La Première chambre civile de la Cour de Cassation a justifié sa solution par l’idée que l’immunité édictée par l’article L121-12 alinéa 3 ne profite qu’aux personnes expressément visées par ce texte, au rang desquelles figure le préposé mais pas son assureur. L’immunité civile ainsi consacrée par le Code des assurances au bénéfice du préposé ne s’étend donc pas à son assureur de responsabilité. Ce premier motif ne nous étonnera pas en ce qu’il n’est point novateur. En effet, la Première chambre civile de la Cour de Cassation avait déjà pu affirmer dans un arrêt du 8 décembre 199347 que l’immunité édictée par l’article L121-12 alinéa 3 du Code des assurances ne bénéficie pas à l’assureur du préposé et ne s’oppose donc pas à un recours subrogatoire exercé contre lui. Cependant, pour que le recours subrogatoire soit recevable, l’assuré doit être responsable. Or, la double immunité dont bénéficie le préposé semble s’y opposer fortement. Sur ce point là, la Première chambre civile de la Cour de Cassation semble nous inviter à adopter une nouvelle analyse de l’immunité du préposé. En effet, jusqu’à cet arrêt, la Jurisprudence et la Doctrine semblaient employer sans trop de distinction les termes d’«immunité» et de «responsabilité». L’arrêt Costedoat qui a consacré l’immunité du préposé énonçait en effet dans son attendu de principe que «n’engage pas sa responsabilité le préposé qui a commis une faute alors qu’il agissait dans les limites de la mission qui lui a été impartie par son commettant». Les arrêts du 9 novembre 2004 ont adopté la même solution en considérant que le médecin salarié qui commettait une faute alors qu’il agissait dans les limites de sa mission n’engageait pas sa responsabilité.
Ne serait-ce pas là une assimilation erronée ? L’arrêt commenté semble en effet le penser puisque la Première chambre civile a considéré que le recours subrogatoire exercé par l’assureur du commettant à l’encontre de l’assureur du préposé était recevable dans la mesure où «cette immunité n’emporte pas l’irresponsabilité de son bénéficiaire». Le préposé ne serait donc pas irresponsable et cette double immunité consacrée à son profit tant par la jurisprudence que par le Code des assurances n’entraînerait pas une irresponsabilité. L’immunité est une exception qui interdit la condamnation de la personne qui en bénéficie et ne serait donc qu’une cause d’impunité et non d’irresponsabilité. Ou, comme l’affirme Madame PORCHY-SIMON, l’impunité dont bénéficie ainsi le préposé ne serait en réalité qu’une sorte d’ «immunité procédurale strictement personnelle»48 en ce sens que le préposé serait bien débiteur d’une dette de responsabilité mais toute action à son encontre se trouverait paralysée en raison de sa qualité. A ce titre, la reconnaissance d’une dette de responsabilité par la Cour de Cassation est plus ou moins implicite dans cet arrêt puisque, dans son attendu, la Première chambre civile énonce que l’assureur du médecin est tenu «en sa qualité d’assureur de responsabilité» à prendre en charge « les conséquences dommageables des fautes commises par l’assuré». Ainsi, en affirmant que «l’immunité n’emporte pas l’irresponsabilité de son bénéficiaire», la Cour rend par là même le recours subrogatoire de l’assureur du commettant contre l’assureur du préposé possible puisqu’elle reconnaît ni plus ni moins l’existence d’une dette de responsabilité de ce dernier, condition fondamentale à l’exercice d’un recours subrogatoire.

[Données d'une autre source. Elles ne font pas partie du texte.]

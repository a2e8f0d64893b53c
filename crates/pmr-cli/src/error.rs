//! Aggregated top-level error type: each lower-level error type gets a
//! `#[from]` arm, mapped to an exit code for `main.rs` to return. Session outcomes
//! (COMPLETE/ERROR/INCOMPLETE/NO_EVIDENCE/INVALID) are reported separately
//! via their own 0/1/2/3 mapping (spec.md §6) since they are not failures
//! of the runner itself; this type covers everything that prevents a
//! session from running or producing a verdict at all.

use thiserror::Error;

#[derive(Error, Debug)]
pub enum PmRunnerError {
    #[error(transparent)]
    Config(#[from] pmr_config::ConfigError),

    #[error(transparent)]
    Lifecycle(#[from] pmr_lifecycle::LifecycleError),

    #[error(transparent)]
    Executor(#[from] pmr_executor::error::ExecutorError),

    #[error(transparent)]
    Evidence(#[from] pmr_evidence::EvidenceError),

    #[error(transparent)]
    Completion(#[from] pmr_completion::CompletionError),

    #[error(transparent)]
    Review(#[from] pmr_review::ReviewError),

    #[error("session {0} not found under the evidence root")]
    SessionNotFound(String),

    #[error(transparent)]
    Io(#[from] std::io::Error),

    #[error(transparent)]
    Serialize(#[from] serde_json::Error),
}

impl PmRunnerError {
    /// Every variant here represents the runner failing to *produce* a
    /// verdict at all, as opposed to producing one the caller dislikes —
    /// so they all map to the generic ERROR exit code, leaving 2/3 free for
    /// an actual session outcome (see `protocol::exit_code_for_status`).
    #[must_use]
    pub fn exit_code(&self) -> i32 {
        1
    }
}
//! Thread / Run / TaskLog: the logging entity hierarchy.
//!
//! A Session owns one or more Threads; each Thread owns one or more Runs;
//! each Run owns TaskLogs. Session exclusively owns its Tasks, Runs, and
//! TaskLogs (see the data model's ownership rules).

use chrono::{DateTime, Utc};
use serde::{Deserialize, Serialize};

use crate::ids::{RunId, SessionId, TaskId, TaskLogId, ThreadId};

#[derive(Debug, Clone, Copy, PartialEq, Eq, Serialize, Deserialize)]
#[serde(rename_all = "lowercase")]
pub enum ThreadKind {
    Main,
    Background,
    System,
}

#[derive(Debug, Clone, Serialize, Deserialize)]
pub struct Thread {
    pub id: ThreadId,
    pub session_id: SessionId,
    pub kind: ThreadKind,
}

#[derive(Debug, Clone, Copy, PartialEq, Eq, Serialize, Deserialize)]
#[serde(rename_all = "SCREAMING_SNAKE_CASE")]
pub enum RunStatus {
    Running,
    Completed,
    Failed,
    Cancelled,
}

#[derive(Debug, Clone, Serialize, Deserialize)]
pub struct Run {
    pub id: RunId,
    pub thread_id: ThreadId,
    pub status: RunStatus,
    pub started_at: DateTime<Utc>,
    pub ended_at: Option<DateTime<Utc>>,
}

/// Fixed vocabulary of TaskLog event types. Closed on purpose: consumers
/// (the REPL/UI layer) switch over this exhaustively.
#[derive(Debug, Clone, Copy, PartialEq, Eq, Serialize, Deserialize)]
#[serde(rename_all = "SCREAMING_SNAKE_CASE")]
pub enum TaskLogEventType {
    UserInput,
    TaskStarted,
    TaskCompleted,
    TaskError,
    LlmMediationRequest,
    LlmMediationResponse,
    ExecutorDispatch,
    ExecutorOutput,
    FileOperation,
    TestExecution,
    ReviewLoopIteration,
    ReviewLoopJudgment,
    ReviewLoopMaxIterations,
    ChunkReceived,
    ChunkDropped,
}

#[derive(Debug, Clone, Copy, PartialEq, Eq, Serialize, Deserialize)]
#[serde(rename_all = "lowercase")]
pub enum Visibility {
    Summary,
    Full,
}

#[derive(Debug, Clone, Serialize, Deserialize)]
pub struct TaskLog {
    pub id: TaskLogId,
    pub run_id: RunId,
    pub task_id: Option<TaskId>,
    pub event_type: TaskLogEventType,
    pub visibility: Visibility,
    pub timestamp: DateTime<Utc>,
    pub payload: serde_json::Value,
}
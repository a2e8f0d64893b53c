//! Shared data model for the pm-runner task-execution runner.
//!
//! This crate has no I/O and no async: it is the vocabulary every other
//! `pmr-*` crate builds on, kept deliberately free of behavior so the
//! Session -> Task -> Evidence -> Session reference cycle can be expressed
//! by id rather than by object graph.

pub mod clarification;
pub mod evidence;
pub mod executor;
pub mod ids;
pub mod lock;
pub mod logging;
pub mod phase;
pub mod session;
pub mod stream;
pub mod task;

pub use clarification::{ClarificationReason, ClarificationSignal};
pub use evidence::{Artifact, Evidence, OperationType};
pub use executor::{BlockedReason, ExecutorResult, ExecutorStatus, Terminator, VerifiedFile};
pub use ids::{EvidenceId, ExecutorId, LockId, RunId, SessionId, TaskId, TaskLogId, ThreadId};
pub use lock::{FileLock, LockType};
pub use logging::{Run, RunStatus, TaskLog, TaskLogEventType, Thread, ThreadKind, Visibility};
pub use phase::Phase;
pub use session::{Session, SessionStatus};
pub use stream::{ChunkStream, ExecutorOutputChunk};
pub use task::{GranularityLimits, Task, TaskStatus, TaskType};
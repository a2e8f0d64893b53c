//! Newtype identifiers used across the data model.
//!
//! Entities reference each other by id, never by pointer, so that the
//! Session -> Task -> Evidence -> Session reference cycle described in the
//! design notes never has to be represented as an actual object graph.

use serde::{Deserialize, Serialize};
use std::fmt;
use uuid::Uuid;

macro_rules! id_type {
    ($name:ident) => {
        #[derive(Debug, Clone, Copy, PartialEq, Eq, Hash, Serialize, Deserialize)]
        pub struct $name(Uuid);

        impl $name {
            #[must_use]
            pub fn new() -> Self {
                Self(Uuid::new_v4())
            }

            #[must_use]
            pub const fn from_uuid(id: Uuid) -> Self {
                Self(id)
            }

            #[must_use]
            pub const fn as_uuid(&self) -> Uuid {
                self.0
            }
        }

        impl Default for $name {
            fn default() -> Self {
                Self::new()
            }
        }

        impl fmt::Display for $name {
            fn fmt(&self, f: &mut fmt::Formatter<'_>) -> fmt::Result {
                write!(f, "{}", self.0)
            }
        }

        impl std::str::FromStr for $name {
            type Err = uuid::Error;

            fn from_str(s: &str) -> Result<Self, Self::Err> {
                Ok(Self(Uuid::parse_str(s)?))
            }
        }
    };
}

id_type!(SessionId);
id_type!(TaskId);
id_type!(EvidenceId);
id_type!(LockId);
id_type!(ThreadId);
id_type!(RunId);
id_type!(TaskLogId);
id_type!(ExecutorId);
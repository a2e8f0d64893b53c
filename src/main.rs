//! pm-runner CLI binary.
//!
//! This is the minimal entrypoint: all logic lives in `pmr_cli`. `main`
//! only initializes structured logging and maps the library's exit code
//! to `std::process::exit`.

#[tokio::main]
async fn main() {
    tracing_subscriber::fmt()
        .with_env_filter(tracing_subscriber::EnvFilter::from_default_env())
        .init();

    let code = pm_runner::run().await;
    std::process::exit(code);
}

B. APPROCHE CRITIQUE DE LA SOLUTION

L’arrêt du 12 juillet 2007 a pu faire l’objet de vives critiques en ce qu’il met à mal les principes fondamentaux régissant le recours subrogatoire. Madame HOCQUET-BERG a pu considérer que cette solution opérait une sorte de «petite révolution»49 , plus ou moins bien perçue par les auteurs.
Cependant, cet arrêt demeure fondamental en ce qu’il semble révéler le sens exact de l’immunité du préposé qui doit seulement être entendue comme un obstacle à l’action de la victime conte le préposé qui agit dans les limites de la mission qui lui a été impartie par son commettant – pour toutes les raisons étudiées dans le premier développement – et à sa condamnation. Néanmoins, une question doit se poser : la recevabilité du recours de l’assureur du commettant contre l’assureur du préposé ne serait-elle pas de nature à maintenir, ou plus justement à rétablir, un caractère indirect à la responsabilité du commettant ? La question est légitime puisqu’en admettant ce recours au motif que l’immunité du préposé n’entraîne pas son irresponsabilité, on en vient ni plus ni moins à faire du préposé, même indirectement, le débiteur final de l’indemnisation. Certains auteurs ont d’ailleurs pu voir dans l’arrêt du 12 juillet 2007 la résurrection d’une véritable responsabilité du fait d’autrui, même indirecte. Ces mêmes auteurs considéraient en effet qu’au lendemain de l’arrêt Costedoat et de la consécration de l’immunité civile du préposé qui agit dans le cadre de sa mission, on ne pouvait plus concevoir l’article 1384 alinéa 5 du Code civil comme le fondement d’une véritable responsabilité du fait d’autrui mais davantage comme «le siège d’une responsabilité directe et personnelle de l’entreprise»(50), en accord avec l’idée selon laquelle l’entreprise doit supporter la charge des risques qu’elle crée par sa propre activité. De même, les termes généraux de l’arrêt commenté laissent penser que la solution ne s’appliquera pas seulement au préposé professionnel de santé mais à tout salarié quelle que soit ses fonctions. Cependant, sur ce dernier point, une limite peut être opposée : certes la décision commentée ne distingue pas selon les catégories de préposés. Cependant, son application effective dépendra fortement de l’existence d’une assurance de responsabilité civile professionnelle souscrite par le préposé. Or, toutes les professions ne requièrent pas la souscription d’une telle assurance. Donc une résurrection d’une véritable responsabilité du fait d’autrui oui, mais qu’à l’égard des préposés titulaires d’une assurance de responsabilité civile professionnelle. À ce titre, on peut légitiment se demander si la solution de la Première chambre civile ne risque pas d’entacher la relation entre le préposé et son assureur.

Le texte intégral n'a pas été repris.